Why Nth Roots Matter
The n-th-root operation unifies everything you do with radicals. Whether you are solving xⁿ = a, reversing an exponential growth process, recovering a length from an n-dimensional volume, or computing a CAGR over an arbitrary number of periods, the same operation does the work. Without n-th roots, every new exponent would need a fresh inverse — with them, one formula covers every case.
Modern fields from cryptography to acoustics to financial modelling rely on n-th-root computations at scale, and understanding the underlying domain and exponent rules prevents the most common errors (negative radicands under even roots, lost signs, precision loss). The general root calculator is the tool you reach for when the algebra doesn't fit into the square-root or cube-root cases — and where the same identity x^(1/n) handles every variation.
Built for students, engineers, scientists, financial analysts, and programmers working with arbitrary radical expressions, fractional exponents, and compound growth.
General Root FAQs
What is an nth root?⌃
The n-th root of x, written ⁿ√x or x^(1/n), is the number that, raised to the n-th power, gives back x. Square root corresponds to n = 2 and cube root to n = 3; from n = 4 upward you have fourth roots, fifth roots, and so on. They are the inverses of integer power operations.
How do I calculate the fourth root?⌃
The fourth root of x is x^(1/4) — the number you can raise to the fourth power to get x. For example, ⁴√16 = 2 because 2⁴ = 16, and ⁴√81 = 3 because 3⁴ = 81. Enter n = 4 and your radicand above and the calculator returns both the exact integer (when one exists) and the decimal value.
What is the difference between square and cube roots?⌃
Square root is the n = 2 case and cube root is the n = 3 case of the general n-th root. The most important difference is the domain: square roots require x ≥ 0 in the real numbers, while cube roots accept any real x (including negatives). Both reverse the matching power operation.

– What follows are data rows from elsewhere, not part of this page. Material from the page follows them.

//! Level caps repository.
//!
//! Manages the singleton configuration row (always `id = 1`) and its append-only
//! change history.

use chrono::Utc;
use migration::OnConflict;
use sea_orm::{
    ActiveModelTrait, ActiveValue, ConnectionTrait, EntityTrait, QueryOrder, QuerySelect,
    TransactionSession, TransactionTrait,
};

use crate::server::{
    error::AppError,
    model::level_caps::{GlobalLevelCapConfig, LevelCapChange, LevelCaps, UpdateGlobalConfigParam},
};

/// Primary key of the singleton row.
const LEVEL_CAPS_ID: i32 = 1;

const UPDATE_GLOBAL_CONFIG_ACTION: &str = "update_global_config";
const UPDATE_GLOBAL_CONFIG_REASON: &str = "Manual config update";

pub struct LevelCapsRepository<'a, C: ConnectionTrait> {
    db: &'a C,
}

impl<'a, C: ConnectionTrait> LevelCapsRepository<'a, C> {
    pub fn new(db: &'a C) -> Self {
        Self { db }
    }

    /// Gets the singleton, if it has been created.
    ///
    /// # Returns
    /// - `Ok(Some(LevelCaps))` - Stored configuration
    /// - `Ok(None)` - No configuration stored yet
    /// - `Err(AppError::DbErr)` - Database error during query
    /// - `Err(AppError::InternalErr)` - Stored JSON does not match the expected shape
    pub async fn get(&self) -> Result<Option<LevelCaps>, AppError> {
        let entity = entity::prelude::LevelCaps::find_by_id(LEVEL_CAPS_ID)
            .one(self.db)
            .await?;

        entity.map(LevelCaps::from_entity).transpose()
    }

    /// Gets the singleton, creating it with the default configuration on first access.
    ///
    /// Concurrent first accesses race on the insert; the loser's insert is a no-op and
    /// both read back the same row.
    pub async fn get_or_create_default(&self) -> Result<LevelCaps, AppError> {
        if let Some(level_caps) = self.get().await? {
            return Ok(level_caps);
        }

        let now = Utc::now();
        let inserted = entity::prelude::LevelCaps::insert(entity::level_caps::ActiveModel {
            id: ActiveValue::Set(LEVEL_CAPS_ID),
            global_config: ActiveValue::Set(GlobalLevelCapConfig::default().to_json()?),
            static_rules: ActiveValue::Set(serde_json::json!([])),
            time_based_rules: ActiveValue::Set(serde_json::json!([])),
            created_at: ActiveValue::Set(now),
            updated_at: ActiveValue::Set(now),
        })
        .on_conflict(
            OnConflict::column(entity::level_caps::Column::Id)
                .do_nothing()
                .to_owned(),
        )
        .exec_without_returning(self.db)
        .await?;

        if inserted > 0 {
            tracing::info!("Created default level caps configuration");
        }

        self.get().await?.ok_or_else(|| {
            AppError::InternalError("Level caps row missing after insert".to_string())
        })
    }

    /// Deletes the singleton and its history, returning how many rows were removed.
    pub async fn delete_all(&self) -> Result<u64, AppError> {
        let changes = entity::prelude::LevelCapChange::delete_many()
            .exec(self.db)
            .await?;
        let level_caps = entity::prelude::LevelCaps::delete_many()
            .exec(self.db)
            .await?;

        Ok(changes.rows_affected + level_caps.rows_affected)
    }

    /// Gets the most recent changes, newest first.
    pub async fn get_history(&self, limit: u64) -> Result<Vec<LevelCapChange>, AppError> {
        let entities = entity::prelude::LevelCapChange::find()
            .order_by_desc(entity::level_cap_change::Column::Timestamp)
            .order_by_desc(entity::level_cap_change::Column::Id)
            .limit(limit)
            .all(self.db)
            .await?;

        Ok(entities.into_iter().map(LevelCapChange::from_entity).collect())
    }
}

impl<C: ConnectionTrait + TransactionTrait> LevelCapsRepository<'_, C> {
    /// Replaces the global configuration and appends the change to the history.
    ///
    /// The snapshot, the update and the history row share one transaction so the
    /// history never disagrees with the stored configuration.
    pub async fn update_global_config(
        &self,
        param: UpdateGlobalConfigParam,
    ) -> Result<LevelCaps, AppError> {
        let after_json = param.config.to_json()?;
        let now = Utc::now();

        let txn = self.db.begin().await?;

        let before = LevelCapsRepository::new(&txn).get_or_create_default().await?;
        let before_json = before.global_config.to_json()?;

        let entity = entity::level_caps::ActiveModel {
            id: ActiveValue::Unchanged(LEVEL_CAPS_ID),
            global_config: ActiveValue::Set(after_json.clone()),
            updated_at: ActiveValue::Set(now),
            ..Default::default()
        }
        .update(&txn)
        .await?;

        entity::level_cap_change::ActiveModel {
            timestamp: ActiveValue::Set(now),
            admin: ActiveValue::Set(param.admin),
            action: ActiveValue::Set(UPDATE_GLOBAL_CONFIG_ACTION.to_string()),
            before: ActiveValue::Set(before_json),
            after: ActiveValue::Set(after_json),
            reason: ActiveValue::Set(UPDATE_GLOBAL_CONFIG_REASON.to_string()),
            ..Default::default()
        }
        .insert(&txn)
        .await?;

        txn.commit().await?;

        LevelCaps::from_entity(entity)
    }
}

Can nth roots be negative?⌃
Yes — when n is odd. ⁵√(−32) = −2 and ⁷√(−128) = −2 because (−2)⁵ = −32 and (−2)⁷ = −128. When n is even, the n-th root of a negative number is not a real number — it requires imaginary or complex arithmetic.

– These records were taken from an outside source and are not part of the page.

//! Test scaffolding for the portal: an in-memory SQLite store with only the tables a
//! test asks for, a session sharing that store, and factories that insert rows with
//! sensible defaults.
//!
//! ```rust,ignore
//! let mut test = TestBuilder::new().with_table(User).build().await?;
//! let (db, session) = test.db_and_session().await?;
//! let user = UserFactory::new(db).minecraft_uuid("uuid-1").build().await?;
//! ```

pub mod builder;
pub mod context;
pub mod error;
pub mod factory;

How are roots related to exponents?⌃
Every root is a fractional exponent: ⁿ√x = x^(1/n). Combined with the integer-exponent rules (x^(a+b) = xᵃ·xᵇ, (xᵃ)ᵇ = x^(a·b)), this means radical algebra is just exponent algebra in different notation — and switching to fractional exponents often makes complicated radical expressions trivial.

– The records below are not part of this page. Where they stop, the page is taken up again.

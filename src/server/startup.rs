use oauth2::{basic::BasicClient, AuthUrl, ClientId, ClientSecret, RedirectUrl, TokenUrl};
use sea_orm::DatabaseConnection;
use tower_sessions::{cookie::SameSite, Expiry, SessionManagerLayer};
use tower_sessions_sqlx_store::SqliteStore;

use crate::server::{
    config::Config, data::user::UserRepository, error::AppError, state::OAuth2Client,
};

/// Session cookie name.
pub(crate) const SESSION_COOKIE_NAME: &str = "cobblemon_portal_session";

/// Sessions expire after a week without requests.
const SESSION_INACTIVITY_DAYS: i64 = 7;

/// Connects to the Sqlite database and runs pending migrations.
///
/// Establishes a connection pool to the Sqlite database using the connection string from
/// configuration, then automatically runs all pending SeaORM migrations to ensure the database
/// schema is up-to-date. This function must complete successfully before the application can
/// access the database.
///
/// # Arguments
/// - `config` - Application configuration containing the database URL
///
/// # Returns
/// - `Ok(DatabaseConnection)` - Connected database with migrations applied
/// - `Err(Error)` - Failed to connect to database or run migrations
pub async fn connect_to_database(config: &Config) -> Result<DatabaseConnection, AppError> {
    use migration::{Migrator, MigratorTrait};
    use sea_orm::{ConnectOptions, Database};

    let mut opt = ConnectOptions::new(&config.database_url);
    opt.sqlx_logging(false);

    let db = Database::connect(opt).await?;

    Migrator::up(&db, None).await?;

    tracing::info!("Database connected and migrations applied");

    Ok(db)
}

/// Creates the session layer backed by the same Sqlite database.
///
/// The session table is created on first start. Cookies are marked secure when the
/// application is served over HTTPS.
pub async fn connect_to_session(
    db: &DatabaseConnection,
    config: &Config,
) -> Result<SessionManagerLayer<SqliteStore>, AppError> {
    let pool = db.get_sqlite_connection_pool();
    let session_store = SqliteStore::new(pool.clone());

    session_store.migrate().await?;

    let is_secure = config.app_url.starts_with("https://");

    let session = SessionManagerLayer::new(session_store)
        .with_name(SESSION_COOKIE_NAME)
        .with_secure(is_secure)
        // Lax so the cookie survives the redirect back from Discord
        .with_same_site(SameSite::Lax)
        .with_http_only(true)
        .with_expiry(Expiry::OnInactivity(time::Duration::days(
            SESSION_INACTIVITY_DAYS,
        )));

    Ok(session)
}

/// Builds the HTTP client used for Discord API calls.
///
/// Redirects are disabled so tokens are never forwarded to another host.
pub fn setup_reqwest_client() -> Result<reqwest::Client, AppError> {
    let client = reqwest::ClientBuilder::new()
        .redirect(reqwest::redirect::Policy::none())
        .build()?;

    Ok(client)
}

/// Builds the Discord OAuth2 client from configuration.
///
/// # Returns
/// - `Err(AppError::UrlErr)` - One of the configured URLs is malformed
pub fn setup_oauth_client(config: &Config) -> Result<OAuth2Client, AppError> {
    let client = BasicClient::new(ClientId::new(config.discord_client_id.clone()))
        .set_client_secret(ClientSecret::new(config.discord_client_secret.clone()))
        .set_auth_uri(AuthUrl::new(config.discord_auth_url.clone())?)
        .set_token_uri(TokenUrl::new(config.discord_token_url.clone())?)
        .set_redirect_uri(RedirectUrl::new(config.discord_redirect_url.clone())?);

    Ok(client)
}

/// Grants admin to existing users listed in `ADMIN_DISCORD_IDS`.
///
/// Listed users who have never logged in are promoted on their first login instead.
pub async fn seed_admins(db: &DatabaseConnection, config: &Config) -> Result<(), AppError> {
    let promoted = UserRepository::new(db)
        .set_admin_by_discord_ids(&config.admin_discord_ids)
        .await?;

    if promoted > 0 {
        tracing::info!("Promoted {} configured users to admin", promoted);
    }

    if config.admin_discord_ids.is_empty() {
        tracing::warn!("ADMIN_DISCORD_IDS is empty, no user will be granted admin on login");
    }

    Ok(())
}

What is the difference between odd and even roots?⌃
Odd-index roots (n = 3, 5, 7, …) are defined for every real radicand and preserve sign: ⁿ√(−x) = −ⁿ√x. Even-index roots (n = 2, 4, 6, …) are only defined for non-negative radicands in the real numbers and always return a non-negative value.
What is a fractional exponent like x^(2/3)?⌃
x^(2/3) means "cube root of x, then squared" — or equivalently "x squared, then cube-rooted." In general x^(p/q) = (ⁿ√x)^p where n = q. So 27^(2/3) = (∛27)² = 3² = 9. Fractional exponents combine root and power into a single operation.
How accurate is this nth root calculator?⌃
The calculator uses double-precision floating-point arithmetic (about 15–16 significant digits) plus a perfect-power detector that returns exact integers when the radicand is one. Verification by raising the result to the n-th power is shown for every answer so you can check the math at a glance.